Simplifying the equation, we have:

4x² + 22x - 25 = 0

This is a quadratic equation in the form of ax² + bx + c = 0, where a = 4, b = 22, and c = -25. The presence of the x² term confirms that a quadratic model is the appropriate choice for this problem. This equation accurately captures the relationship between the border width and the total area, reflecting the non-linear increase in area as the border width increases.
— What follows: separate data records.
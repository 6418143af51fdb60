use std::sync::atomic::{AtomicBool, AtomicU32, Ordering};

use parking_lot::RwLock;

use crate::common::{FrameId, PageId, INVALID_PAGE_ID, PAGE_SIZE};

/// Frame manages a single buffer slot in the buffer pool: one page worth of
/// data plus the metadata the pool needs to track residency and eviction.
pub struct Frame {
    /// The frame ID (index in the buffer pool)
    frame_id: FrameId,
    /// The page ID resident in this frame (INVALID_PAGE_ID if empty)
    page_id: RwLock<PageId>,
    /// Number of callers currently holding this frame
    pin_count: AtomicU32,
    /// Whether the page has been modified since being read from disk
    is_dirty: AtomicBool,
    /// The actual page data
    data: RwLock<Box<[u8; PAGE_SIZE]>>,
}

impl Frame {
    pub fn new(frame_id: FrameId) -> Self {
        Self {
            frame_id,
            page_id: RwLock::new(INVALID_PAGE_ID),
            pin_count: AtomicU32::new(0),
            is_dirty: AtomicBool::new(false),
            data: RwLock::new(Box::new([0u8; PAGE_SIZE])),
        }
    }

    pub fn frame_id(&self) -> FrameId {
        self.frame_id
    }

    pub fn page_id(&self) -> PageId {
        *self.page_id.read()
    }

    pub(crate) fn set_page_id(&self, page_id: PageId) {
        *self.page_id.write() = page_id;
    }

    pub fn pin_count(&self) -> u32 {
        self.pin_count.load(Ordering::Acquire)
    }

    /// Increments the pin count and returns the new value.
    pub(crate) fn pin(&self) -> u32 {
        self.pin_count.fetch_add(1, Ordering::AcqRel) + 1
    }

    /// Decrements the pin count and returns the new value.
    /// Returns None if the pin count was already 0.
    pub(crate) fn unpin(&self) -> Option<u32> {
        loop {
            let current = self.pin_count.load(Ordering::Acquire);
            if current == 0 {
                return None;
            }
            if self
                .pin_count
                .compare_exchange(current, current - 1, Ordering::AcqRel, Ordering::Relaxed)
                .is_ok()
            {
                return Some(current - 1);
            }
        }
    }

    pub fn is_dirty(&self) -> bool {
        self.is_dirty.load(Ordering::Acquire)
    }

    pub(crate) fn set_dirty(&self, dirty: bool) {
        self.is_dirty.store(dirty, Ordering::Release);
    }

    /// Returns a read guard over the page data. Callers must hold a pin on
    /// this frame for as long as they hold the guard.
    pub fn read_data(&self) -> parking_lot::RwLockReadGuard<'_, Box<[u8; PAGE_SIZE]>> {
        self.data.read()
    }

    /// Returns a write guard over the page data. Callers must hold a pin on
    /// this frame for as long as they hold the guard.
    pub fn write_data(&self) -> parking_lot::RwLockWriteGuard<'_, Box<[u8; PAGE_SIZE]>> {
        self.data.write()
    }

    /// Copies data from the given slice into the frame.
    pub(crate) fn copy_from(&self, data: &[u8]) {
        assert_eq!(data.len(), PAGE_SIZE);
        self.data.write().copy_from_slice(data);
    }

    /// Copies data from the frame into the given slice.
    pub(crate) fn copy_to(&self, data: &mut [u8]) {
        assert_eq!(data.len(), PAGE_SIZE);
        data.copy_from_slice(&**self.data.read());
    }

    /// Resets the frame to its empty state.
    pub(crate) fn reset(&self) {
        *self.page_id.write() = INVALID_PAGE_ID;
        self.pin_count.store(0, Ordering::Release);
        self.is_dirty.store(false, Ordering::Release);
        self.data.write().fill(0);
    }
}

#[cfg(test)]
mod tests {
    use super::*;

    #[test]
    fn test_frame_new() {
        let frame = Frame::new(FrameId::new(0));
        assert_eq!(frame.frame_id(), FrameId::new(0));
        assert_eq!(frame.page_id(), INVALID_PAGE_ID);
        assert_eq!(frame.pin_count(), 0);
        assert!(!frame.is_dirty());
    }

    #[test]
    fn test_frame_pin_unpin() {
        let frame = Frame::new(FrameId::new(0));

        assert_eq!(frame.pin(), 1);
        assert_eq!(frame.pin(), 2);
        assert_eq!(frame.pin_count(), 2);

        assert_eq!(frame.unpin(), Some(1));
        assert_eq!(frame.unpin(), Some(0));
        assert_eq!(frame.unpin(), None);
    }

    #[test]
    fn test_frame_reset() {
        let frame = Frame::new(FrameId::new(0));

        frame.set_page_id(PageId::new(5));
        frame.pin();
        frame.set_dirty(true);
        let mut data = [1u8; PAGE_SIZE];
        frame.copy_from(&data);

        frame.reset();

        assert_eq!(frame.page_id(), INVALID_PAGE_ID);
        assert_eq!(frame.pin_count(), 0);
        assert!(!frame.is_dirty());

        frame.copy_to(&mut data);
        assert_eq!(data[0], 0);
    }
}
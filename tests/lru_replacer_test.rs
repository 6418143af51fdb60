//! Integration tests for the LRU replacer

use strata::buffer::LruReplacer;
use strata::common::FrameId;

#[test]
fn test_lru_eviction_order() {
    let replacer = LruReplacer::new(7);

    for i in 0..6 {
        replacer.unpin(FrameId::new(i));
    }
    assert_eq!(replacer.size(), 6);

    // Least recently unpinned leaves first
    assert_eq!(replacer.victim(), Some(FrameId::new(0)));
    assert_eq!(replacer.victim(), Some(FrameId::new(1)));
    assert_eq!(replacer.victim(), Some(FrameId::new(2)));
    assert_eq!(replacer.size(), 3);
}

#[test]
fn test_lru_pin_then_unpin_moves_to_mru_end() {
    let replacer = LruReplacer::new(7);

    for i in 0..4 {
        replacer.unpin(FrameId::new(i));
    }

    // Re-pinning frame 1 removes it; unpinning it again makes it the
    // most recently used
    replacer.pin(FrameId::new(1));
    replacer.unpin(FrameId::new(1));

    assert_eq!(replacer.victim(), Some(FrameId::new(0)));
    assert_eq!(replacer.victim(), Some(FrameId::new(2)));
    assert_eq!(replacer.victim(), Some(FrameId::new(3)));
    assert_eq!(replacer.victim(), Some(FrameId::new(1)));
    assert_eq!(replacer.victim(), None);
}

#[test]
fn test_lru_unpin_is_idempotent() {
    let replacer = LruReplacer::new(7);

    replacer.unpin(FrameId::new(0));
    replacer.unpin(FrameId::new(1));
    replacer.unpin(FrameId::new(0));
    replacer.unpin(FrameId::new(0));

    assert_eq!(replacer.size(), 2);
    // Frame 0 keeps its original position
    assert_eq!(replacer.victim(), Some(FrameId::new(0)));
    assert_eq!(replacer.victim(), Some(FrameId::new(1)));
}

#[test]
fn test_lru_pin_absent_frame() {
    let replacer = LruReplacer::new(3);
    replacer.pin(FrameId::new(2));
    assert_eq!(replacer.size(), 0);
    assert_eq!(replacer.victim(), None);
}

#[test]
fn test_lru_capacity() {
    let replacer = LruReplacer::new(3);

    for i in 0..5 {
        replacer.unpin(FrameId::new(i));
    }
    // Frames past capacity were ignored
    assert_eq!(replacer.size(), 3);
    assert_eq!(replacer.victim(), Some(FrameId::new(0)));
    assert_eq!(replacer.victim(), Some(FrameId::new(1)));
    assert_eq!(replacer.victim(), Some(FrameId::new(2)));
    assert_eq!(replacer.victim(), None);
}

#[test]
fn test_lru_churn() {
    let replacer = LruReplacer::new(5);

    for round in 0..50u32 {
        let a = FrameId::new(round % 5);
        replacer.unpin(a);
        assert_eq!(replacer.victim(), Some(a));
    }
    assert_eq!(replacer.size(), 0);
}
The quadratic equation can be solved using the quadratic formula or by factoring (if possible) to find the values of x, which represent the width of the border. The solutions to this equation will give us the width of the border that adds 25 square feet to the quilt's area. The quadratic nature of the relationship arises from the fact that the border increases the dimensions in two directions, both length and width, leading to a squared term in the area calculation. To further illustrate the suitability of the quadratic model, consider how the area of a picture frame is calculated; the frame adds to both dimensions, resulting in a similar quadratic relationship between the frame width and the total area. The quadratic model accurately reflects the geometric changes caused by the border, making it the perfect tool for solving this problem.

Conclusion

In summary, a quadratic model is the most appropriate for finding the width of the border around the quilt. This is because the area added by the border creates a non-linear relationship due to its extension in two dimensions, which is accurately represented by a quadratic equation. The equation 4x² + 22x - 25 = 0 effectively models the relationship between the border width and the additional area, providing a clear pathway to solving for the unknown border width. By understanding the characteristics of different mathematical models, we can effectively tackle geometric problems and gain deeper insights into the relationships between variables. Therefore, when dealing with area changes involving two-dimensional extensions, quadratic models often provide the most accurate and intuitive solutions.